There are different opinions on the male figure’s identity. Some researchers claim that it can be a self-portrait, while others suggest that it might be an individual known to Friedrich, Colonel Friedrich Gotthard von Brincken, who was killed in action (Scott, 2018). Though the latter idea might give the painting a patriotic outlook, there is no enough evidence to suggest that any of the existing theories are necessarily accurate. What is also interesting is that some suggest that Friedrich applied the standards of the Golden Ratio developed by Luca Pacioli while working on the painting (Jones, 2020). That helped to ensure that the man is standing right in the middle of the whole scene that, in turn, attracts the viewer’s attention to the figure, prompting to concentrate on his experiences.

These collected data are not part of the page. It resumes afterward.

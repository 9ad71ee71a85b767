//! code-runner: runs untrusted source code described by a single JSON request
//!
//! One process handles one request: files are staged into a fresh workspace,
//! build commands run in order and stop at the first failure, then the run
//! command executes with the request's stdin. Captured output comes back as
//! one JSON result.
//!
//! # Architecture
//!
//! ## Configuration ([`config`])
//! - [`config::types`]: Runner configuration, command modes and the error type
//! - [`config::loader`]: JSON config files and command line overrides
//! - [`config::validator`]: Startup validation
//!
//! ## Kernel Primitives ([`kernel`])
//! - [`kernel::signal`]: Async-safe shutdown flag for SIGINT/SIGTERM/SIGHUP
//! - [`kernel::process_group`]: Whole-group termination
//!
//! ## Execution Control ([`exec`])
//! - [`exec::command_line`]: Command line tokenizer
//! - [`exec::executor`]: Child processes with stdin, bounded output, timeouts
//!
//! ## Safety & Cleanup ([`safety`])
//! - [`safety::path_validation`]: File names confined to the workspace
//! - [`safety::workspace`]: Per-request directories with guaranteed removal
//! - [`safety::cleanup`]: Recursive removal that survives hostile permissions
//!
//! ## Core ([`core`])
//! - [`core::types`]: Request and result records
//! - [`core::pipeline`]: Staging, build and run sequencing
//!
//! ## Language Presets ([`judge`])
//! - [`judge::languages`]: Supported languages and their names
//! - [`judge::presets`]: Default build/run instructions per language
//!
//! ## Protocol ([`protocol`])
//! - JSON decoding (regular and legacy forms), encoding and exit status
//!
//! ## Utilities ([`utils`])
//! - [`utils::output`]: Bounded output collection

// Configuration
pub mod config;

// Kernel Primitives
pub mod kernel;

// Execution Control
pub mod exec;

// Safety & Cleanup
pub mod safety;

// Request model and build/run pipeline
pub mod core;

// Language presets for the legacy request form
pub mod judge;

// JSON request/response handling
pub mod protocol;

// Utilities
pub mod utils;

// CLI entrypoint wiring for the code-runner binary
pub mod cli;

pub use config::types::{Result, RunnerConfig, RunnerError};
pub use core::types::{ExecutionRequest, ExecutionResult, File, RunInstructions};
use crate::config::types::{Result, RunnerError};
use crate::core::types::{ExecutionRequest, File, RunInstructions};
use crate::judge::languages::Language;
use crate::judge::presets;
use serde::Deserialize;

/// Request form that names a language instead of carrying run instructions
#[derive(Debug, Clone, Deserialize, PartialEq, Eq)]
pub struct LegacyRequest {
    pub language: String,
    pub files: Vec<File>,
    #[serde(default)]
    pub stdin: Option<String>,
    /// Replaces the preset with a single run command when non-empty
    #[serde(default)]
    pub command: Option<String>,
}

impl LegacyRequest {
    /// Resolve run instructions and produce the regular request
    pub fn into_execution_request(self) -> Result<ExecutionRequest> {
        let run_instructions = match self.command.as_deref().map(str::trim) {
            Some(command) if !command.is_empty() => RunInstructions::run_only(command),
            _ => {
                let language = Language::from_name(&self.language)?;
                let (main, others) = self.files.split_first().ok_or_else(|| {
                    RunnerError::Validation("at least one file is required".to_string())
                })?;
                let others: Vec<&str> = others.iter().map(|f| f.name.as_str()).collect();

                log::debug!("Using {} preset with main file {}", language, main.name);
                presets::run_instructions(language, &main.name, &others)
            }
        };

        Ok(ExecutionRequest {
            run_instructions,
            files: self.files,
            stdin: self.stdin,
        })
    }
}

#[cfg(test)]
mod tests {
    use super::*;

    fn legacy(json: &str) -> LegacyRequest {
        serde_json::from_str(json).unwrap()
    }

    #[test]
    fn command_overrides_preset() {
        let request = legacy(
            r#"{"language": "python", "files": [{"name": "main.py", "content": "print(1)"}],
                "command": "python3 -u main.py"}"#,
        )
        .into_execution_request()
        .unwrap();

        assert!(request.run_instructions.build_commands.is_empty());
        assert_eq!(request.run_instructions.run_command, "python3 -u main.py");
    }

    #[test]
    fn blank_command_falls_back_to_preset() {
        let request = legacy(
            r#"{"language": "c", "files": [{"name": "main.c", "content": ""},
                {"name": "util.c", "content": ""}], "stdin": "5", "command": "  "}"#,
        )
        .into_execution_request()
        .unwrap();

        assert_eq!(
            request.run_instructions.build_commands,
            vec!["clang -o a.out -lm main.c util.c"]
        );
        assert_eq!(request.run_instructions.run_command, "./a.out");
        assert_eq!(request.stdin.as_deref(), Some("5"));
        assert_eq!(request.files.len(), 2);
    }

    #[test]
    fn unknown_language_without_command_fails() {
        let err = legacy(r#"{"language": "cobra", "files": [{"name": "a", "content": ""}]}"#)
            .into_execution_request()
            .unwrap_err();
        assert!(err.to_string().contains("unsupported language: cobra"));
    }

    #[test]
    fn preset_needs_a_file() {
        let err = legacy(r#"{"language": "python", "files": []}"#)
            .into_execution_request()
            .unwrap_err();
        assert!(matches!(err, RunnerError::Validation(_)));
    }
}
//! Language-agnostic runner core.
//!
//! Core owns the request model and the staging/build/run sequence. Language
//! specific defaults live in the judge presets.

pub mod pipeline;
pub mod types;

To better understand a painting, it is essential to research the master’s sources of inspiration and the history of its creation. In the case of the Wanderer, it was incredibly helpful for me to acknowledge the main motives and ideas of the Romantic movement to appreciate the importance of individual experience in front of the vast mountain ranges depicted in the picture. I was able to feel how this lonely figure may symbolize both unity with nature and feeling overwhelmed by it. Moreover, a detailed look into the painter’s characteristics, influences, and inspiration helped analyze the main attributes of this artwork. For instance, different ideas about the man’s identity provided me with an opportunity to consider it from several perspectives.

References

Friedrich, C. D. (1818). Wanderer above the Sea of Fog [painting]. Kunsthalle Hamburg, Hamburg, Germany.

Caspar David Friedrich (n.d.). The Art History. Web.

Cohen, A. (2018). Unraveling the mysteries behind Caspar David Friedrich’s “Wanderer”. Artsy. Web.

Scott, D. (2020). A closer look at Wanderer Above the Sea of Fog by Caspar David Friedrich. Draw Paint Academy. Web.

Jones, C. P. (2020). How to read paintings: Wanderer above the Sea of Fog by Caspar David Friedrich. Medium. Web.

Romanticism (n.d.). The Art History. Web.